Nama : MANAI SOPHIAAN
Lahir : Takalar, Makassar, 5 September 1915
Agama : Islam
Pendidikan : - Twede Inlandse School, Takalar (1926)
- Schakel School, (1931)
- MULO, Makassar (1934)
- Taman Guru Taman Siswa, Yogyakarta (1936)
Karir : - Guru Taman Siswa (1937-1941)
- Wartawan kemudian Pemimpin Redaksi Pewarta Selebes (1942- 1945)
- Anggota Dewan Gemeente (1939-1945)
- Anggota BP KNIP (1946-1950)
- Anggota DPR RI (1950-1964)
- Duta Besar untuk Moskow (1963-1967)
- Pemimpin Redaksi Suluh Indonesia (1954-1959)
- Pemimpin Redaksi Suluh Marhaen (1968-1972)
- Kolumnis harian Merdeka, Indonesian Observer, dan majalah Topik.
Kegiatan Lain : - Sekjen dan kemudian Anggota DPP Partai Nasional Indonesia (1946-1964)
- Anggota Perkumpulan Fotografi Candra Naya, Jakarta.
Alamat Rumah : Taman Wijayakusuma IV No. 35A, Cilandak, Jakarta Selatan Telp: 760647
Alamat Kantor : Jalan A.M. Sangaji 11, Jakarta Pusat Telp: 343334.
|
|
MANAI SOPHIAAN
Sambil menunggu Bung Karno menyampaikan pidato To Build the World Anew di Sidang Umum PBB, 1961, Manai Sophiaan tegak-tegak di lobby.

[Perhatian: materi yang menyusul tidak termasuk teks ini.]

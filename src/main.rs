use anyhow::Context;
use std::sync::Arc;
use toolhub::api::{self, app_state::AppState};
use toolhub::config::loader::ConfigLoader;
use toolhub::engine::ContentGenerator;
use toolhub::observability::{
    GenerationMetrics, ObservabilityState, create_observability_router, init_tracing,
};
use tracing::info;

#[tokio::main]
async fn main() -> anyhow::Result<()> {
    let config = ConfigLoader::load().context("failed to load configuration")?;
    ConfigLoader::validate(&config).context("invalid configuration")?;

    let _log_guard = init_tracing(&config.logging)?;
    info!(
        "Starting {} ({} environment)...",
        config.app_name, config.environment
    );

    let metrics = Arc::new(GenerationMetrics::default());
    let generator = ContentGenerator::new(config.generation.clone());
    info!(
        "Content generator initialized (max input {} chars)",
        config.generation.max_input_chars
    );

    let app_state = AppState::from_generator(generator, metrics.clone());
    info!("Application state created");

    let observability_state = Arc::new(ObservabilityState::new(
        env!("CARGO_PKG_VERSION").to_string(),
        metrics,
    ));
    let api_router = api::initialize_api(app_state, &config.server).await?;
    let router = create_observability_router(observability_state).merge(api_router);
    info!("API router created with observability endpoints");

    let addr = format!("{}:{}", config.server.host, config.server.port);
    let listener = tokio::net::TcpListener::bind(&addr)
        .await
        .with_context(|| format!("failed to bind {}", addr))?;
    info!("Server listening on {}", addr);

    axum::serve(listener, router)
        .with_graceful_shutdown(shutdown_signal())
        .await?;

    info!("Server stopped");
    Ok(())
}

async fn shutdown_signal() {
    if let Err(e) = tokio::signal::ctrl_c().await {
        tracing::warn!("Failed to listen for shutdown signal: {}", e);
    }
}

Tiba-tiba seorang lelaki kulit putih menjulurkan tangan dan menyapa, "How do you do, your Excellency?" Melongo, Manai meraba pecinya.
Rupanya, ia disangka Sukarno. "Saya memang selalu memakai peci mirip punya Bung Karno. Ia salah terka," ujar bekas anggota Delegasi RI ke PBB, 1959-1961, itu. Yang menyapa adalah Harold McMilland, Perdana Menteri Inggris 1960-an.
Pengalaman masa kecil di Takalar, desa kelahirannya di Sulawesi Selatan, membentuk pribadi Manai. Serdadu Belanda yang berkuasa di sana sangat kejam. Suatu hari ia melihat seorang anak digantung di pohon. Sejak itu tidak habis-habis dendamnya kepada penjajah. Padahal, ayahnya kepala polisi setempat.
Manai tidak mau menjadi polisi, menuruti keinginan ayahnya. Ia bercita-cita menjadi guru. Selepas Taman Dewasa, ia berangkat ke Yogyakarta, dan masuk Sekolah Guru Taman Siswa. Kembali ke Makassar (Ujungpandang sekarang), ia mengajar di bekas sekolahnya. Ia masih belasan tahun ketika memimpin rapat umum organisasi Indonesia Muda.
Pada akhir penjajahan Belanda sampai pendudukan Jepang, Manai tercatat sebagai Wakil Ketua Partai Indonesia Raya (Parindra) di Makassar. Ia mulai aktif sebagai wartawan freelance -- awal karier jurnalistiknya sampai belakangan memimpin di Jakarta, Suluh Indonesia dan Suluh Marhaen. Bekas anggota BP-KNIP ini kemudian menjadi Sekjen PNI. Ketika menjadi anggota DPRS, namanya populer lewat "Mosi Manai Sophiaan" -- yang menuntut reorganisasi dalam Angkatan Perang RI, dan dihentikannya Misi Militer Belanda.
Kini, Manai Sophiaan yang termasuk penanda tangan Petisi 50 ini memanfaatkan usia bayanya dengan mengisi kolom harian Merdeka, Indonesian Observer, dan majalah Topik. Dari judul- judul tulisannya tercermin semangat nasionalismenya yang belum padam. Misalnya: Negara-Negara Dunia Ketiga Jadi Sapi Perahan Negara-Negara Kaya. Ia juga bisa mengulas bridge, olah raga yang sering dilakukannya.
Manai menderita penyakit Parkinson. Untuk menjaga kesehatan, ia juga melakukan olah raga jalan kaki, atau menggenjot sepeda argo. Dari istrinya, Moenasiah Paiso, ia berputra enam orang. Putra keduanya, Sophan Sophiaan, terjun ke dunia film.